My litmus test is simple. Do you want the rich and wealthy to pay more in taxes and eliminate the largest tax dodge ever?

Get rid of tax-free government bonds.

If you want to keep those, and yet rail against "the rich" not paying their fair share of taxes, you're not serious.

Given the interest rates tend to be lower on tax-exempt bonds than they would be otherwise, most of the economic benefit falls to the debtor states and not to the holders.

Largest tax dodge ever? I doubt it. The JCT estimates the cost of the exclusion for tax exempt state and local bonds to be about $23 billion in 2014. Compare that to about $69 billion for the EITC and roughly $100 billion for deduction of home mortgage interest and taxes. And, as Rob42 points out, roughly half of that $23 billion is actually a subsidy to state and local governments, not bond holders. Not for nothing does the JCT put this one under "General Purpose Fiscal Assistance". I agree it should be eliminated, though, in part because it is a "spending dodge".

For some perspective, you should review the list here:

https://www.jct.gov/publications.html?func=startdown&id=4663

Step 1) Subsidize government loans by making them tax-free

Step 2) Complain that people subsidizing government by accepting the lower returns on tax-free bonds are dodging taxes

I define income tax progressivity as a growing share of tax relative to share of income. The end result is that the tax system has become more progressive even before the latest hikes in the top bracket. I demonstrate here:

http://andrewhofer.com/blog/2012/12/18/on-progressive-tax-changes/

When you consider that a) the '86 tax reform revealed income that had been hidden (you could depreciate real estate and report income net in AGI) and the growing share of income that moved off separate corporate returns and into individual returns (Sub-S,LLC), the effect would be larger than shown above.
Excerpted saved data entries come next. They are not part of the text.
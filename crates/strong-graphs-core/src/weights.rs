use rand::{Rng, RngCore};

use crate::error::GeneratorError;

pub const DEFAULT_LOWER: i64 = -100_000;
pub const DEFAULT_UPPER: i64 = 100_000;

/// Arc weight strategy.
///
/// Implementors carry their own default bounds; `lower` and `upper` override
/// them for a single draw. Callers only ever request a range that contains 0
/// or lies entirely on one side of it, so an implementor whose defaults
/// straddle 0 always receives a non-empty range.
pub trait WeightSampler {
    fn lower(&self) -> i64;

    fn upper(&self) -> i64;

    fn sample(&self, rng: &mut dyn RngCore, lower: Option<i64>, upper: Option<i64>) -> i64;

    /// Weight for an arc meant to stay out of the non-positive count: at
    /// least 1 unless the upper bound is 0.
    fn sample_positive(&self, rng: &mut dyn RngCore) -> i64 {
        let floor = if self.upper() > 0 { 1 } else { 0 };
        self.sample(rng, Some(floor), None)
    }

    /// Largest weight magnitude the strategy can produce.
    fn magnitude(&self) -> u64 {
        self.lower().unsigned_abs().max(self.upper().unsigned_abs())
    }
}

#[derive(Debug, Clone, Copy, PartialEq, Eq)]
pub struct UniformWeights {
    lower: i64,
    upper: i64,
}

impl UniformWeights {
    pub fn new(lower: i64, upper: i64) -> Result<Self, GeneratorError> {
        if lower > 0 {
            return Err(GeneratorError::invalid(format!(
                "lower weight bound must be non-positive, got {lower}"
            )));
        }
        if upper < 0 {
            return Err(GeneratorError::invalid(format!(
                "upper weight bound must be non-negative, got {upper}"
            )));
        }
        Ok(Self { lower, upper })
    }
}

impl Default for UniformWeights {
    fn default() -> Self {
        Self {
            lower: DEFAULT_LOWER,
            upper: DEFAULT_UPPER,
        }
    }
}

impl WeightSampler for UniformWeights {
    fn lower(&self) -> i64 {
        self.lower
    }

    fn upper(&self) -> i64 {
        self.upper
    }

    fn sample(&self, rng: &mut dyn RngCore, lower: Option<i64>, upper: Option<i64>) -> i64 {
        let lo = lower.unwrap_or(self.lower);
        let hi = upper.unwrap_or(self.upper);
        if lo >= hi {
            return lo;
        }
        rng.gen_range(lo..=hi)
    }
}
The only place the tax system became less progressive was within the top one percent.

Just to remind everybody here, even though some here have claimed that what the top marginal tax rate is has nothing to do with the general pattern of regressivity or progressivity (somebody here actually made such a silly point), between 1940 and 1964 the top marginal federal income tax rate was usually over 90%. Now it is true that there were a lot of loopholes so many in that bracket did not pay that rate (and I am not at all supporting going anywhere near back to such a system), the US economy grew more rapidly in that period than it has since the top maginal rate was pushed well under 50% in 1986 (where it has stayed ever since, despite some fluctuating up and down a bit). No, I am not saying that those high rates were responsible for that better performance. But I do note that they did not prevent it from happening, whereas much current rhetoric suggests that any increase in tax rate for top earners would somehow lead to horredous outcomes, sort of as many said that the tax rate increases early in Clinton's presidency would lead to a recession, and instead we had the highest GDP growth rates of the US economy since the mid-80s.

If you count the loss of benefits and tax credits as you move from low income to middle income, the U.S. tax system is brutally progressive with implied rates well over 100% in that income range. This contributes to inequality because anyone who is discouraged from trying to become middle class adds to the inequality statistics.
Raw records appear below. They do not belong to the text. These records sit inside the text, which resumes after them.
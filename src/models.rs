use chrono::{DateTime, Utc};
use serde::{Deserialize, Serialize};
use std::fmt;
use uuid::Uuid;

#[derive(Debug, Clone, Copy, Default, PartialEq, Eq, Serialize, Deserialize)]
#[serde(rename_all = "lowercase")]
pub enum Difficulty {
    Easy,
    #[default]
    Medium,
    Hard,
}

impl Difficulty {
    /// Case-insensitive; anything unrecognized falls back to `Medium`.
    pub fn from_label(label: &str) -> Self {
        match label.trim().to_lowercase().as_str() {
            "easy" => Difficulty::Easy,
            "hard" => Difficulty::Hard,
            _ => Difficulty::Medium,
        }
    }

    pub fn as_str(&self) -> &'static str {
        match self {
            Difficulty::Easy => "easy",
            Difficulty::Medium => "medium",
            Difficulty::Hard => "hard",
        }
    }
}

impl fmt::Display for Difficulty {
    fn fmt(&self, f: &mut fmt::Formatter<'_>) -> fmt::Result {
        f.write_str(self.as_str())
    }
}

/// A flashcard as produced by the output parser.
#[derive(Debug, Clone, PartialEq, Eq, Serialize, Deserialize)]
pub struct FlashcardRecord {
    pub question: String,
    pub answer: String,
    pub difficulty: Difficulty,
}

/// A multiple choice question as produced by the output parser.
///
/// `correct_answer` always holds the literal text of one of the four options.
#[derive(Debug, Clone, PartialEq, Eq, Serialize, Deserialize)]
#[serde(rename_all = "camelCase")]
pub struct QuizQuestionRecord {
    pub question: String,
    pub options: Vec<String>,
    pub correct_answer: String,
    #[serde(default, skip_serializing_if = "Option::is_none")]
    pub explanation: Option<String>,
    #[serde(default)]
    pub difficulty: Difficulty,
}

#[derive(Debug, Clone, Copy, PartialEq, Eq, Serialize, Deserialize)]
#[serde(rename_all = "lowercase")]
pub enum DocumentStatus {
    Processing,
    Ready,
    Failed,
}

impl DocumentStatus {
    pub fn as_str(&self) -> &'static str {
        match self {
            DocumentStatus::Processing => "processing",
            DocumentStatus::Ready => "ready",
            DocumentStatus::Failed => "failed",
        }
    }

    pub fn from_db(value: &str) -> Self {
        match value {
            "ready" => DocumentStatus::Ready,
            "failed" => DocumentStatus::Failed,
            _ => DocumentStatus::Processing,
        }
    }
}

#[derive(Debug, Clone, Serialize, Deserialize)]
#[serde(rename_all = "camelCase")]
pub struct DocumentChunk {
    pub chunk_index: i64,
    pub content: String,
}

#[derive(Debug, Clone, Serialize, Deserialize)]
#[serde(rename_all = "camelCase")]
pub struct Document {
    pub id: Uuid,
    pub user_id: Uuid,
    pub title: String,
    pub file_name: String,
    pub file_path: String,
    pub file_size: i64,
    pub extracted_text: String,
    pub chunks: Vec<DocumentChunk>,
    pub status: DocumentStatus,
    pub created_at: DateTime<Utc>,
    pub updated_at: DateTime<Utc>,
}

/// Listing view of a document, without text or chunks.
#[derive(Debug, Clone, Serialize, Deserialize)]
#[serde(rename_all = "camelCase")]
pub struct DocumentSummary {
    pub id: Uuid,
    pub title: String,
    pub file_name: String,
    pub file_path: String,
    pub file_size: i64,
    pub status: DocumentStatus,
    pub created_at: DateTime<Utc>,
    pub updated_at: DateTime<Utc>,
}

#[derive(Debug, Clone)]
pub struct NewDocument {
    pub user_id: Uuid,
    pub title: String,
    pub file_name: String,
    pub file_path: String,
    pub file_size: i64,
}

#[derive(Debug, Clone, Serialize, Deserialize)]
#[serde(rename_all = "camelCase")]
pub struct Flashcard {
    pub id: Uuid,
    pub question: String,
    pub answer: String,
    pub difficulty: Difficulty,
    pub is_starred: bool,
    pub review_count: i64,
    pub last_reviewed: Option<DateTime<Utc>>,
}

#[derive(Debug, Clone, Serialize, Deserialize)]
#[serde(rename_all = "camelCase")]
pub struct FlashcardSet {
    pub id: Uuid,
    pub user_id: Uuid,
    pub document_id: Uuid,
    pub cards: Vec<Flashcard>,
    pub created_at: DateTime<Utc>,
}

#[derive(Debug, Clone, Serialize, Deserialize)]
#[serde(rename_all = "camelCase")]
pub struct Quiz {
    pub id: Uuid,
    pub user_id: Uuid,
    pub document_id: Uuid,
    pub title: String,
    pub questions: Vec<QuizQuestionRecord>,
    pub user_answers: Option<Vec<String>>,
    pub score: Option<i64>,
    pub total_questions: i64,
    pub created_at: DateTime<Utc>,
    pub completed_at: Option<DateTime<Utc>>,
}

#[derive(Debug, Clone, Serialize, Deserialize)]
#[serde(rename_all = "camelCase")]
pub struct QuizSubmission {
    pub score: i64,
    pub total: i64,
}

#[derive(Debug, Clone, Serialize, Deserialize)]
#[serde(rename_all = "camelCase")]
pub struct QuestionResult {
    pub question: QuizQuestionRecord,
    pub user_answer: Option<String>,
    pub is_correct: bool,
}

#[derive(Debug, Clone, Serialize, Deserialize)]
#[serde(rename_all = "camelCase")]
pub struct QuizResults {
    pub quiz_id: Uuid,
    pub title: String,
    pub score: Option<i64>,
    pub total: i64,
    pub percentage: Option<u32>,
    pub completed_at: Option<DateTime<Utc>>,
    pub results: Vec<QuestionResult>,
}

#[derive(Debug, Clone, Copy, PartialEq, Eq, Serialize, Deserialize)]
#[serde(rename_all = "lowercase")]
pub enum ChatRole {
    User,
    Assistant,
}

impl ChatRole {
    pub fn as_str(&self) -> &'static str {
        match self {
            ChatRole::User => "user",
            ChatRole::Assistant => "assistant",
        }
    }

    pub fn from_db(value: &str) -> Self {
        match value {
            "assistant" => ChatRole::Assistant,
            _ => ChatRole::User,
        }
    }
}

#[derive(Debug, Clone, Serialize, Deserialize)]
#[serde(rename_all = "camelCase")]
pub struct ChatMessage {
    pub id: Uuid,
    pub document_id: Uuid,
    pub role: ChatRole,
    pub content: String,
    pub relevant_chunks: Vec<i64>,
    pub created_at: DateTime<Utc>,
}

#[derive(Debug, Clone, Serialize, Deserialize)]
#[serde(rename_all = "camelCase")]
pub struct ChatExchange {
    pub question: String,
    pub answer: String,
    pub relevant_chunks: Vec<i64>,
}

#[derive(Debug, Clone, Serialize, Deserialize)]
#[serde(rename_all = "camelCase")]
pub struct SummaryResponse {
    pub document_id: Uuid,
    pub summary: String,
}

#[derive(Debug, Clone, Serialize, Deserialize)]
#[serde(rename_all = "camelCase")]
pub struct ExplanationResponse {
    pub document_id: Uuid,
    pub concept: String,
    pub explanation: String,
}

// Request bodies

#[derive(Debug, Clone, Serialize, Deserialize)]
#[serde(rename_all = "camelCase")]
pub struct UpdateDocumentRequest {
    pub title: String,
}

#[derive(Debug, Clone, Serialize, Deserialize)]
#[serde(rename_all = "camelCase")]
pub struct GenerateFlashcardsRequest {
    pub document_id: Uuid,
    pub count: Option<usize>,
}

#[derive(Debug, Clone, Serialize, Deserialize)]
#[serde(rename_all = "camelCase")]
pub struct GenerateQuizRequest {
    pub document_id: Uuid,
    pub num_questions: Option<usize>,
    pub title: Option<String>,
}

#[derive(Debug, Clone, Serialize, Deserialize)]
#[serde(rename_all = "camelCase")]
pub struct DocumentRequest {
    pub document_id: Uuid,
}

#[derive(Debug, Clone, Serialize, Deserialize)]
#[serde(rename_all = "camelCase")]
pub struct ExplainConceptRequest {
    pub document_id: Uuid,
    pub concept: String,
}

#[derive(Debug, Clone, Serialize, Deserialize)]
#[serde(rename_all = "camelCase")]
pub struct ChatRequest {
    pub document_id: Uuid,
    pub question: String,
}

#[derive(Debug, Clone, Serialize, Deserialize)]
#[serde(rename_all = "camelCase")]
pub struct CreateQuizRequest {
    pub document_id: Uuid,
    pub title: Option<String>,
    pub questions: Vec<QuizQuestionRecord>,
}

#[derive(Debug, Clone, Serialize, Deserialize)]
#[serde(rename_all = "camelCase")]
pub struct SubmitQuizRequest {
    pub answers: Vec<String>,
}

#[cfg(test)]
mod tests {
    use super::*;

    #[test]
    fn test_difficulty_from_label() {
        assert_eq!(Difficulty::from_label("easy"), Difficulty::Easy);
        assert_eq!(Difficulty::from_label("HARD"), Difficulty::Hard);
        assert_eq!(Difficulty::from_label(" Medium "), Difficulty::Medium);
        assert_eq!(Difficulty::from_label("impossible"), Difficulty::Medium);
        assert_eq!(Difficulty::from_label(""), Difficulty::Medium);
    }

    #[test]
    fn test_quiz_question_wire_names() {
        let question = QuizQuestionRecord {
            question: "Capital of Italy?".to_string(),
            options: vec!["Paris".into(), "London".into(), "Rome".into(), "Berlin".into()],
            correct_answer: "Rome".to_string(),
            explanation: None,
            difficulty: Difficulty::Easy,
        };

        let value = serde_json::to_value(&question).unwrap();
        assert_eq!(value["correctAnswer"], "Rome");
        assert_eq!(value["difficulty"], "easy");
        assert!(value.get("explanation").is_none());
    }
}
"Inequality of voter turnout"?! You people are out of your mind.

I'm not sure how they define "progressive taxation" but the top earners pay a larger share of taxes than ever before in history.

Of course it goes without saying that if one's complaint is that they also earned a greater share of income then one also believes such income disparities are a moral concern, but this point of view always founders on the rocks of value production: producing more income in a free market means producing more consumer surplus and raising everyone else's living standards, not reducing them, so to the extent a moral dilemma is posed by "income inequality" it is that some people are not producing as much value as they "should" (a notion that should be rejected almost as soundly as the notion as the notion that value production could be immoral).